§ EXERCISE INSTRUCTIONS
Once you reach the line containing "pub mod gate;" in the entries below, write out that line and each one after it down to the line containing "use crate::handlers::maybe_authenticate;", exactly and with nothing added.
━━━━━━━━━━━━━━━━━━━━
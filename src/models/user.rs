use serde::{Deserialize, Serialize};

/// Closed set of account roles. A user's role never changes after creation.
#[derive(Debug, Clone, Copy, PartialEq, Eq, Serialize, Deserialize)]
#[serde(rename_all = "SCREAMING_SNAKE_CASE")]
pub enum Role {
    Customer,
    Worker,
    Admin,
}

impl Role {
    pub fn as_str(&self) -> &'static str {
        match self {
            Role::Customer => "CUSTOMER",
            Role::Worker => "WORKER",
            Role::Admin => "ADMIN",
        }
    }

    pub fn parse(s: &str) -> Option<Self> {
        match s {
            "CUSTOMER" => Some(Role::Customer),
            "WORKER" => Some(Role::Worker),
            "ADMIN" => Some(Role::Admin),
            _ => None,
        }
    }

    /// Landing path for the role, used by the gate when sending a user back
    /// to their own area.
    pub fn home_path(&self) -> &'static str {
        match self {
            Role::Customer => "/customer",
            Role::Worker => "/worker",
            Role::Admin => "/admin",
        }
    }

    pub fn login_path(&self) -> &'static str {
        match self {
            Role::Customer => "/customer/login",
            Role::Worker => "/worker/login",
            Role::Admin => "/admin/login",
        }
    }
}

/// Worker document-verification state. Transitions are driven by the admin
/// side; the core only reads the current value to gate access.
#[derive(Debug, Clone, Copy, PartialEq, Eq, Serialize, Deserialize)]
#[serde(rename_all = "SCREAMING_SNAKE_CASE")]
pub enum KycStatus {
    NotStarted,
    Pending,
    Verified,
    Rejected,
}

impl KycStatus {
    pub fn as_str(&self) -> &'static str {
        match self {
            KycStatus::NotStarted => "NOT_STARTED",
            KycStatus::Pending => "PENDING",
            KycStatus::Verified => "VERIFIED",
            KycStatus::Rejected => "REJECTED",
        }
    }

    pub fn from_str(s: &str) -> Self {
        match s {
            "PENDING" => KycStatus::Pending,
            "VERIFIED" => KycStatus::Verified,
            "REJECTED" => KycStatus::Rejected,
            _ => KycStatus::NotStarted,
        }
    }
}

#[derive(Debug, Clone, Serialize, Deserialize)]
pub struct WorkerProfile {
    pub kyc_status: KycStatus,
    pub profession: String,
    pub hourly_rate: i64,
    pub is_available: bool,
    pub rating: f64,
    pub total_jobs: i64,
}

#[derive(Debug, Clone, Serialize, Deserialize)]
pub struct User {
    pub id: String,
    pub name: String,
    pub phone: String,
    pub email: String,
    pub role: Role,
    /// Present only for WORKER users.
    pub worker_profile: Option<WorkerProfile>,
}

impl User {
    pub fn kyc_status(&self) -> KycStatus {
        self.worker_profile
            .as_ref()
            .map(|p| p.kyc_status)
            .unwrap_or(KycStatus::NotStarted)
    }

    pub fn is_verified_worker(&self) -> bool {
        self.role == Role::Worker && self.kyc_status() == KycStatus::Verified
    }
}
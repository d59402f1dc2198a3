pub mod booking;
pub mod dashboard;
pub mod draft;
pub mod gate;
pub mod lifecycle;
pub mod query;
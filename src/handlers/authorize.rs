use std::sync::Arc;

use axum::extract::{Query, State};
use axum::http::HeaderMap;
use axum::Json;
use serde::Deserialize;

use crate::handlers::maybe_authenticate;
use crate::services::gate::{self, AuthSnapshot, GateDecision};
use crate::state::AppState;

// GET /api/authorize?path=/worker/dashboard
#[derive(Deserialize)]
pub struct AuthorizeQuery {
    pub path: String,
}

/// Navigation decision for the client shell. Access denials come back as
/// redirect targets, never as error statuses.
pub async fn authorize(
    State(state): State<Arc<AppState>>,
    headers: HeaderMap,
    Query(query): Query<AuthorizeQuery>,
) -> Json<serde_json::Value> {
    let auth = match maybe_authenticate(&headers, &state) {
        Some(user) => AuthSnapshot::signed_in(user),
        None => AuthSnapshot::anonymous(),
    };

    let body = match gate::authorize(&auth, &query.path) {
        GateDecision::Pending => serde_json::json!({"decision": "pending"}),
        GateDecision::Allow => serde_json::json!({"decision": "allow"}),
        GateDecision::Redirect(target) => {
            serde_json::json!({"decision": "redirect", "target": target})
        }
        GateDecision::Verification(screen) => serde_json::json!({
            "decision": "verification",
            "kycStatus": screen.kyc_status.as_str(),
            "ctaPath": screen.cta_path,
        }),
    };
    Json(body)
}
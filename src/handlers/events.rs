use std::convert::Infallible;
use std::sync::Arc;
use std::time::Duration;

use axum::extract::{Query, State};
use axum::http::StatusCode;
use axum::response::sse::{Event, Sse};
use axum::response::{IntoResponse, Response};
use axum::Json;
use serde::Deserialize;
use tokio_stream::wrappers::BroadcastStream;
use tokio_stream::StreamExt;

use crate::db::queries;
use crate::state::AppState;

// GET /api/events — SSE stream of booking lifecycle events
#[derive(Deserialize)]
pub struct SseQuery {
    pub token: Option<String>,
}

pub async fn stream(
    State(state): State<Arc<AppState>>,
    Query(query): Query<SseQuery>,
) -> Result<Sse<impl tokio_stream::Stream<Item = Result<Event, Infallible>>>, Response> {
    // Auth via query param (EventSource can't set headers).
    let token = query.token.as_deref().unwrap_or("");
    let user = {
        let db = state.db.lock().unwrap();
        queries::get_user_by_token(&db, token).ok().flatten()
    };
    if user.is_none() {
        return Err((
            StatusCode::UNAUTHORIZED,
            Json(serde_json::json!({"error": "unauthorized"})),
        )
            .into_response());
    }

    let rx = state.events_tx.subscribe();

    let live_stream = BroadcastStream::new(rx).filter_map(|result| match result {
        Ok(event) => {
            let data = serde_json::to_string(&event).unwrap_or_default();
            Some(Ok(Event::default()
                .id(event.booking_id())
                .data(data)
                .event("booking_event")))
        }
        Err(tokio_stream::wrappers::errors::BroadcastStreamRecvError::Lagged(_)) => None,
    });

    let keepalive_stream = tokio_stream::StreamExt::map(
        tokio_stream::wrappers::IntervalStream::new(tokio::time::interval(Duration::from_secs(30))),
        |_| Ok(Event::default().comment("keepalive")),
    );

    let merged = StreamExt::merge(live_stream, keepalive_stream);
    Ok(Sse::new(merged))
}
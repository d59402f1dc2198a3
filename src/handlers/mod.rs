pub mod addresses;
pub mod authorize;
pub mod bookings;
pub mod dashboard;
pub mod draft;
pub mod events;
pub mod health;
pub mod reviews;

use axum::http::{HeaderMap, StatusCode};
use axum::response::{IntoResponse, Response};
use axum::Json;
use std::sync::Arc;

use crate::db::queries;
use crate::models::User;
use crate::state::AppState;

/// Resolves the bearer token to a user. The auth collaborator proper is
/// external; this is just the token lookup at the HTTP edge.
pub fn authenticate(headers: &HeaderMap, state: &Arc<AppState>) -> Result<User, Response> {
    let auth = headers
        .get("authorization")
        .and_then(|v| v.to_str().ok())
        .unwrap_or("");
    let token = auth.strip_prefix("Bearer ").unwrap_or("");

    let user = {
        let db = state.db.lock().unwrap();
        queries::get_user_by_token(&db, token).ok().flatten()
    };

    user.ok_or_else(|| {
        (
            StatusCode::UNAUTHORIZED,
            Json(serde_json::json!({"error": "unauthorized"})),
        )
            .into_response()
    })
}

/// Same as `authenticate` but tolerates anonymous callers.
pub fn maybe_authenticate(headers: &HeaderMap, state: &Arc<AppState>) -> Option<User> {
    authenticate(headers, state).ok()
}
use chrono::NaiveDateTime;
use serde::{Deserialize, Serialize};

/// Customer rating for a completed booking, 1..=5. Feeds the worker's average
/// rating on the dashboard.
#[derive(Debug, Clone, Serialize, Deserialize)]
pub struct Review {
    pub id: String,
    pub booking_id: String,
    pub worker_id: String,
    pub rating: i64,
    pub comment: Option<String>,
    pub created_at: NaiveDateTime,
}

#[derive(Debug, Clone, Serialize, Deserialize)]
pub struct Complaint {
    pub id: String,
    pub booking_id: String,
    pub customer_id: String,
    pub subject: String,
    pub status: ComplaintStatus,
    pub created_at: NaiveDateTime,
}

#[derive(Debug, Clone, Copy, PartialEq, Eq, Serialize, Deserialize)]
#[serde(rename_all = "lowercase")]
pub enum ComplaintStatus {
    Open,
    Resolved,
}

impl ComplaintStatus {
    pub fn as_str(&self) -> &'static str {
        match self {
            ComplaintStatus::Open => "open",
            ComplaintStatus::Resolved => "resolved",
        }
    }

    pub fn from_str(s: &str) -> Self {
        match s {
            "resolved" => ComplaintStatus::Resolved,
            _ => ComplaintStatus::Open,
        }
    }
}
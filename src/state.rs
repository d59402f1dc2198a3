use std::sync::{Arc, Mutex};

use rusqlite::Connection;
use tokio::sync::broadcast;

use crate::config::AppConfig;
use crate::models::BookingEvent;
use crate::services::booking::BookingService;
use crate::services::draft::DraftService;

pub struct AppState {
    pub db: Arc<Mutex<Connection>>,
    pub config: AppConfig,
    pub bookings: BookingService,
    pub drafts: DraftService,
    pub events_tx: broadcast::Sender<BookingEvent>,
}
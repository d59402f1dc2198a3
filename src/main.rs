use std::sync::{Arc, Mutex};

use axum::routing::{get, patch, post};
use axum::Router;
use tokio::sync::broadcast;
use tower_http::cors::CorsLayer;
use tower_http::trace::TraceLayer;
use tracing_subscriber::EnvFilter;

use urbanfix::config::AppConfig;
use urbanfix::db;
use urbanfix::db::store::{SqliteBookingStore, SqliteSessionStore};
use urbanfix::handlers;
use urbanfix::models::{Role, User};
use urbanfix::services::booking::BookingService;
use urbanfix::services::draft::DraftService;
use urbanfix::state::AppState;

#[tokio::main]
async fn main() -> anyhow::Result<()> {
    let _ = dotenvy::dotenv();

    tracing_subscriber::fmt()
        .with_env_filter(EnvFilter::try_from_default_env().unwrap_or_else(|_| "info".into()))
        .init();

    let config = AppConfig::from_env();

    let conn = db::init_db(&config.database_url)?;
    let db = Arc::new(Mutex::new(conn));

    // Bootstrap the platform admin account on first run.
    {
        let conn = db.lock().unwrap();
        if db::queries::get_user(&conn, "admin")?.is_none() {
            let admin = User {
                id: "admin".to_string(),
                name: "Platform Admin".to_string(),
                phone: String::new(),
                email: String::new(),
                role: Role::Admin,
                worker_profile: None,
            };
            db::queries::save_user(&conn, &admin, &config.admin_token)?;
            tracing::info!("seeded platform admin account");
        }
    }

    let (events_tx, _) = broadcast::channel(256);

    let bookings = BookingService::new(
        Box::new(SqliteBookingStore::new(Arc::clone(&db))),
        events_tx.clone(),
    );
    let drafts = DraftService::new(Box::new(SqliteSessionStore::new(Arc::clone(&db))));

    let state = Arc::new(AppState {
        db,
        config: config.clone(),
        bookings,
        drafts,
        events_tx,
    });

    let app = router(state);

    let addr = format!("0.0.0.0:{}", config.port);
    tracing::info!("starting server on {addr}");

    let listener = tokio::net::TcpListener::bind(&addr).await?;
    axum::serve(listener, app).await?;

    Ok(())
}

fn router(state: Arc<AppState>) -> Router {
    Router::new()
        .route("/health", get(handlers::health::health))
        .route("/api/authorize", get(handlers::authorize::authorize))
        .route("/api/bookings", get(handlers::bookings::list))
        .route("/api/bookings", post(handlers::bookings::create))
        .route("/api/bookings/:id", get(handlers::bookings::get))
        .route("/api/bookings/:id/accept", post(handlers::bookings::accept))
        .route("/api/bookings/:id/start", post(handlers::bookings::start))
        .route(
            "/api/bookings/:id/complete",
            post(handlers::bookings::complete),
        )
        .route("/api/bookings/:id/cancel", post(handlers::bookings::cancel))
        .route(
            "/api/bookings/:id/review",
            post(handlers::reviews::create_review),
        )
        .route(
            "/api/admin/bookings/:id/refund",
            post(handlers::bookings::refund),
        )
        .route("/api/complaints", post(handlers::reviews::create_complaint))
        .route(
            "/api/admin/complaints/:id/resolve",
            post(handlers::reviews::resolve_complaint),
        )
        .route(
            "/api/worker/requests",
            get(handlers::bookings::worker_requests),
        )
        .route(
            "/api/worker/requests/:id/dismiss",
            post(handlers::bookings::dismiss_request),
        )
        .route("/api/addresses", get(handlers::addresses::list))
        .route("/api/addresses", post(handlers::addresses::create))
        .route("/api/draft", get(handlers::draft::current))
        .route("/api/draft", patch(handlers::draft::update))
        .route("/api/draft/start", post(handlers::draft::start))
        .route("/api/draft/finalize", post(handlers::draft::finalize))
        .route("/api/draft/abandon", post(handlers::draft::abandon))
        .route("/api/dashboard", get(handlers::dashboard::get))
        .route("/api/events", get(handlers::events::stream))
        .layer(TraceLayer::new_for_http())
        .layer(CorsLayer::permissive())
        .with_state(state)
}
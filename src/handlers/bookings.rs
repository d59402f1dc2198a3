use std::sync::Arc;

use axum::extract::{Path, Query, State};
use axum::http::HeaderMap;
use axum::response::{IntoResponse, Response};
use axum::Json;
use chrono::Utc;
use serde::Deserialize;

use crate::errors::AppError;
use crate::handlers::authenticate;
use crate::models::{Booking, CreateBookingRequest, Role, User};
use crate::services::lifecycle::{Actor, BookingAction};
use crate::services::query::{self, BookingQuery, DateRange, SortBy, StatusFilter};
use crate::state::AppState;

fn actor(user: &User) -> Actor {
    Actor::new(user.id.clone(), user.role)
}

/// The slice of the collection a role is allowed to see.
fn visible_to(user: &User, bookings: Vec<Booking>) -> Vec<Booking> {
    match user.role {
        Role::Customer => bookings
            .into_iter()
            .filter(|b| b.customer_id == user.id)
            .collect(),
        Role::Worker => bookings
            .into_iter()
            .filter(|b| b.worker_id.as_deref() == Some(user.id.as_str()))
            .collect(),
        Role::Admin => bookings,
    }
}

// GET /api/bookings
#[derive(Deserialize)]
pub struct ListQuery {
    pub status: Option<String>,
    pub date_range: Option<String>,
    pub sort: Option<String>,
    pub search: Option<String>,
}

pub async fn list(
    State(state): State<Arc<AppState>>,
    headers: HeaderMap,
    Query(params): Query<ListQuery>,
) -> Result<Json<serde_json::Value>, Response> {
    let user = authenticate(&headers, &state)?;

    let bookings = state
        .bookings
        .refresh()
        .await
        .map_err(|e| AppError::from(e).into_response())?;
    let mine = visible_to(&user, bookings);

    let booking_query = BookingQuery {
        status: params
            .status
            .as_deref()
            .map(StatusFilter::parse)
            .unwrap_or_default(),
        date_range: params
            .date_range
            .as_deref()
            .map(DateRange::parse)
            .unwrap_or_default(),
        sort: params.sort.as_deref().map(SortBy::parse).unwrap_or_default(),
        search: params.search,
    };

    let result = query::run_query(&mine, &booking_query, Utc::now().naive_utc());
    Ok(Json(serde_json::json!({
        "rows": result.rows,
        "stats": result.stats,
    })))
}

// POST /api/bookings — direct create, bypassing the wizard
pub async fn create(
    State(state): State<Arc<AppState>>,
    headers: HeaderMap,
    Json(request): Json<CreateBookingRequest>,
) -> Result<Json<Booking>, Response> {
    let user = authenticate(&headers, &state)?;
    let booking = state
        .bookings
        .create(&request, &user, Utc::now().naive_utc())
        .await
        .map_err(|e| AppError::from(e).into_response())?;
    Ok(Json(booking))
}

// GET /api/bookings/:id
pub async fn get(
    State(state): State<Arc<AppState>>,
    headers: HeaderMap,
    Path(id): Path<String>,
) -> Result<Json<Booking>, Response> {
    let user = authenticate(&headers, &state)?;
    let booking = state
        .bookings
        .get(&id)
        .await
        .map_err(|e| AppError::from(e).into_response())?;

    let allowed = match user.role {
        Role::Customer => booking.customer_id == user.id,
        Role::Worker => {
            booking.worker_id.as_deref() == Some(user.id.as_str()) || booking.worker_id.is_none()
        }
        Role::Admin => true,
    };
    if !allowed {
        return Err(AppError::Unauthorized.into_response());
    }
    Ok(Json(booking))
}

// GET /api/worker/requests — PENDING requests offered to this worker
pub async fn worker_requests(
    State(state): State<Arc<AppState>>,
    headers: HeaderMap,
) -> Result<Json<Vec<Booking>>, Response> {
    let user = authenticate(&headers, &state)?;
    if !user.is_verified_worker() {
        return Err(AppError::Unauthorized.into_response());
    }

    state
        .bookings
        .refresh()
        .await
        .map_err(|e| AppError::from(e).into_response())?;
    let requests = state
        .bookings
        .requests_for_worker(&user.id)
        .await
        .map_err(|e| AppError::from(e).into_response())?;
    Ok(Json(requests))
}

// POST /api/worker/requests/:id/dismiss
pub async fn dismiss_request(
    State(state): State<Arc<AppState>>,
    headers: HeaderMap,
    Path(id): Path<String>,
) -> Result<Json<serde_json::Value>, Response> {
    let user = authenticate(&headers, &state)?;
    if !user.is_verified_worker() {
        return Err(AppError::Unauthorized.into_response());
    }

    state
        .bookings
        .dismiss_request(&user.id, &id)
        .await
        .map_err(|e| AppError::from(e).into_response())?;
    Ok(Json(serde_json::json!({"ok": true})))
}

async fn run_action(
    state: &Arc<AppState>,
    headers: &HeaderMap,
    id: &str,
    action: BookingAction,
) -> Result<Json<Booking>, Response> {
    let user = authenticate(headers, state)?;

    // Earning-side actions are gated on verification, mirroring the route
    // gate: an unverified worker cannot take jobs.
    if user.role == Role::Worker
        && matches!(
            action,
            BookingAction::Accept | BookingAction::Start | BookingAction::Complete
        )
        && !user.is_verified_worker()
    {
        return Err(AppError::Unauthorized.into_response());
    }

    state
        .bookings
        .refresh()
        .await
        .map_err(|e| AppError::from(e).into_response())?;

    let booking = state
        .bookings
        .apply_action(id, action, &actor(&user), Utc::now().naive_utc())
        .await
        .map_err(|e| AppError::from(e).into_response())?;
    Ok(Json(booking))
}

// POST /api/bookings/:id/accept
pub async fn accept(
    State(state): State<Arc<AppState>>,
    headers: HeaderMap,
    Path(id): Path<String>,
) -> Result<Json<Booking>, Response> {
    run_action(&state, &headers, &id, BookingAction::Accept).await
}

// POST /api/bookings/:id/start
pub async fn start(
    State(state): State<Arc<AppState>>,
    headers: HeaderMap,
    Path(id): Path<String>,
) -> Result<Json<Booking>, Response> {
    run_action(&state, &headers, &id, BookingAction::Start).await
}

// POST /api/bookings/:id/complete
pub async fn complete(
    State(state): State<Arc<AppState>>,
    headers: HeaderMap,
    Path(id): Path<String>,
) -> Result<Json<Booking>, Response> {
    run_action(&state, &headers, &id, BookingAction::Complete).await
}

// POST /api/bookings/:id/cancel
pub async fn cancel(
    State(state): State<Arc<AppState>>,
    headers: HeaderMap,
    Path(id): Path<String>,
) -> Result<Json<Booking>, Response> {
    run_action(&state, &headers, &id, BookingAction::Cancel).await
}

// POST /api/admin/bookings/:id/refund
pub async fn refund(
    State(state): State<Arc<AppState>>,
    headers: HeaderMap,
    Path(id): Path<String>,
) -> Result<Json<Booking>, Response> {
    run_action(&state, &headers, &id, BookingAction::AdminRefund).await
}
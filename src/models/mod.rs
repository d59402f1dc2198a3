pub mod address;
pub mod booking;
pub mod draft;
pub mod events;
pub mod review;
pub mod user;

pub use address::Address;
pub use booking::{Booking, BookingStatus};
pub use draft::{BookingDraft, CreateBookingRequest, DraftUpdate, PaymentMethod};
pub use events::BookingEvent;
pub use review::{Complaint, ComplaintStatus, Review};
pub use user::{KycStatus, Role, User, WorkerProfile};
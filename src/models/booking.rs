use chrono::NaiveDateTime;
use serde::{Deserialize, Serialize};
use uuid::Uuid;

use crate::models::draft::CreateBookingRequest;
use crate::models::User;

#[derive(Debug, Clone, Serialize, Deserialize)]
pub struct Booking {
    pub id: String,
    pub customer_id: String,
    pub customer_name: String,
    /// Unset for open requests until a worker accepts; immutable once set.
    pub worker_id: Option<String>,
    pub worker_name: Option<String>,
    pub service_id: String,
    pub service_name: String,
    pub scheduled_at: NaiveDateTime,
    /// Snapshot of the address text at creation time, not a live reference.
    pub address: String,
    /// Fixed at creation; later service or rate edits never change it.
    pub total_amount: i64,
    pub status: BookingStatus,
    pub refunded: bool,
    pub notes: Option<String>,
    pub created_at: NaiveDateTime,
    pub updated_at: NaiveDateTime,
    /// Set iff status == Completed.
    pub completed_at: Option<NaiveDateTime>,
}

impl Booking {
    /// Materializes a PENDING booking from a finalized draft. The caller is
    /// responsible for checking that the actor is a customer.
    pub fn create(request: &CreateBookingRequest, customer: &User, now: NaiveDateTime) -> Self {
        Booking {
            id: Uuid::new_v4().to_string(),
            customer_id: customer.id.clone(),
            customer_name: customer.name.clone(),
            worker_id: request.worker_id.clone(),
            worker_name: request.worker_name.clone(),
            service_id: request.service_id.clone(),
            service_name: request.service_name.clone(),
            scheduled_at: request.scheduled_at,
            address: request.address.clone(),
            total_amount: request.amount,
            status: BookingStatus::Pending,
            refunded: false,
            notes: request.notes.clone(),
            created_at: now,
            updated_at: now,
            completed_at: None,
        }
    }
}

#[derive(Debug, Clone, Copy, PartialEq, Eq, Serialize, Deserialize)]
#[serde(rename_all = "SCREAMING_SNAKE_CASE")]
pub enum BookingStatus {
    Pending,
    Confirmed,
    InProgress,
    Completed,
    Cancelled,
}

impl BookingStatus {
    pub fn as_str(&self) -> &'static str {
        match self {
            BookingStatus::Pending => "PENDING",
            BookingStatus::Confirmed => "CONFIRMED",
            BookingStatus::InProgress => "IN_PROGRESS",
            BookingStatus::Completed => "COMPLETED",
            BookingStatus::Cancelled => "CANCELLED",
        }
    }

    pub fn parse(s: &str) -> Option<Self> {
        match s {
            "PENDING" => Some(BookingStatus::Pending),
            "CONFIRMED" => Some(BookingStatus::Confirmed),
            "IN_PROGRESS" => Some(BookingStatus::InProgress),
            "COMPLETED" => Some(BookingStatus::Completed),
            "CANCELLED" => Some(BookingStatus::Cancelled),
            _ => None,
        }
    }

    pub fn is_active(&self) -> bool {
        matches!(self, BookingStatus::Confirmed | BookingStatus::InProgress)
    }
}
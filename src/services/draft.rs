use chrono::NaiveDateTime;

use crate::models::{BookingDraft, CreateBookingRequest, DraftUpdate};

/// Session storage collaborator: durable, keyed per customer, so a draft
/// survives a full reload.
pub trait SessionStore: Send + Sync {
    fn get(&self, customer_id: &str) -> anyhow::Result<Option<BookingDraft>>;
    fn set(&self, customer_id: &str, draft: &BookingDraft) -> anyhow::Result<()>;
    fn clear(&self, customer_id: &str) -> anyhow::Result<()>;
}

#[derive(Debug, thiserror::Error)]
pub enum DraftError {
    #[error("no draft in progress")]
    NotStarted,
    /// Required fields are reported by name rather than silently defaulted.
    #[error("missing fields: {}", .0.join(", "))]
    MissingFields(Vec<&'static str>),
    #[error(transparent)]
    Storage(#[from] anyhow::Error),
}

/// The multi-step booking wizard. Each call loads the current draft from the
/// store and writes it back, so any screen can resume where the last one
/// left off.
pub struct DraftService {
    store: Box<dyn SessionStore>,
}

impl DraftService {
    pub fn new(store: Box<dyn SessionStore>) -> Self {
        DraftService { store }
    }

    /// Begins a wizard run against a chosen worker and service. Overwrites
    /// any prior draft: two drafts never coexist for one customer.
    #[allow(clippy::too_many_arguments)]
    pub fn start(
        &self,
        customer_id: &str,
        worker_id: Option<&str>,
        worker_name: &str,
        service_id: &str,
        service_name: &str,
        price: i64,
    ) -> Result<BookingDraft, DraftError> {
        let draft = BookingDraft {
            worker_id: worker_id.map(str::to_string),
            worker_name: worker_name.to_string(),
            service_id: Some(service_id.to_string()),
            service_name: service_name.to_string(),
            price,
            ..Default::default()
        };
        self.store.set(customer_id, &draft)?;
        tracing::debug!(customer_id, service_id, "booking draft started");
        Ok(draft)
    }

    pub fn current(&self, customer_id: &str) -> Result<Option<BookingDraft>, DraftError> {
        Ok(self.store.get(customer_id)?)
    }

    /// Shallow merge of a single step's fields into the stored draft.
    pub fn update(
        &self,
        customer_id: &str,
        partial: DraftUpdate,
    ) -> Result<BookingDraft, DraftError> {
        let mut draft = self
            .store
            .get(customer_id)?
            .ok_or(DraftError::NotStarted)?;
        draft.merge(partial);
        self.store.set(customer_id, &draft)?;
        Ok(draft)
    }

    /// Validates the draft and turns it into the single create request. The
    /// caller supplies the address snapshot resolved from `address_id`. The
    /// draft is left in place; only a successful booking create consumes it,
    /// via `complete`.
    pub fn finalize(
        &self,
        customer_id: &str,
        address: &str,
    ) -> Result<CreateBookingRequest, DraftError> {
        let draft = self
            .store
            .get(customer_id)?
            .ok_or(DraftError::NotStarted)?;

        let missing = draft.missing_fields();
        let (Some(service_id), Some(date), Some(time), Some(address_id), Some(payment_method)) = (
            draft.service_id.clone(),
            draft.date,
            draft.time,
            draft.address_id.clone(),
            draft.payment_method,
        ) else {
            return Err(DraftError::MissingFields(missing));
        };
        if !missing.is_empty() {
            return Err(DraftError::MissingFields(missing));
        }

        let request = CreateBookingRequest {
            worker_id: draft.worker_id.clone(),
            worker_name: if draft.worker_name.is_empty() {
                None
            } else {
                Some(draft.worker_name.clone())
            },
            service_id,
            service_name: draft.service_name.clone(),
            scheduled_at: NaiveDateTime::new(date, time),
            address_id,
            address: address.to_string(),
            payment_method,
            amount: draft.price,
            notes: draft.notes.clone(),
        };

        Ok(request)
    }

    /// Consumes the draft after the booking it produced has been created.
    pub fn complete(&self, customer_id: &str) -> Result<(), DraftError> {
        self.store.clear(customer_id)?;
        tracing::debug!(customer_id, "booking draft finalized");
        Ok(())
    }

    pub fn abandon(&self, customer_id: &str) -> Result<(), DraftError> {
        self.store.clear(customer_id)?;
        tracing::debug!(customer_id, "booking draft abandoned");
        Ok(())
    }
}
━━━━━━━━━━━━━━━━━━━━
§ RESPONSE TO THIS TASK
pub mod gate;
pub mod lifecycle;
pub mod query;
filename src/handlers/authorize.rs
use std::sync::Arc;

use axum::extract::{Query, State};
use axum::http::HeaderMap;
use axum::Json;
use serde::Deserialize;

use crate::handlers::maybe_authenticate;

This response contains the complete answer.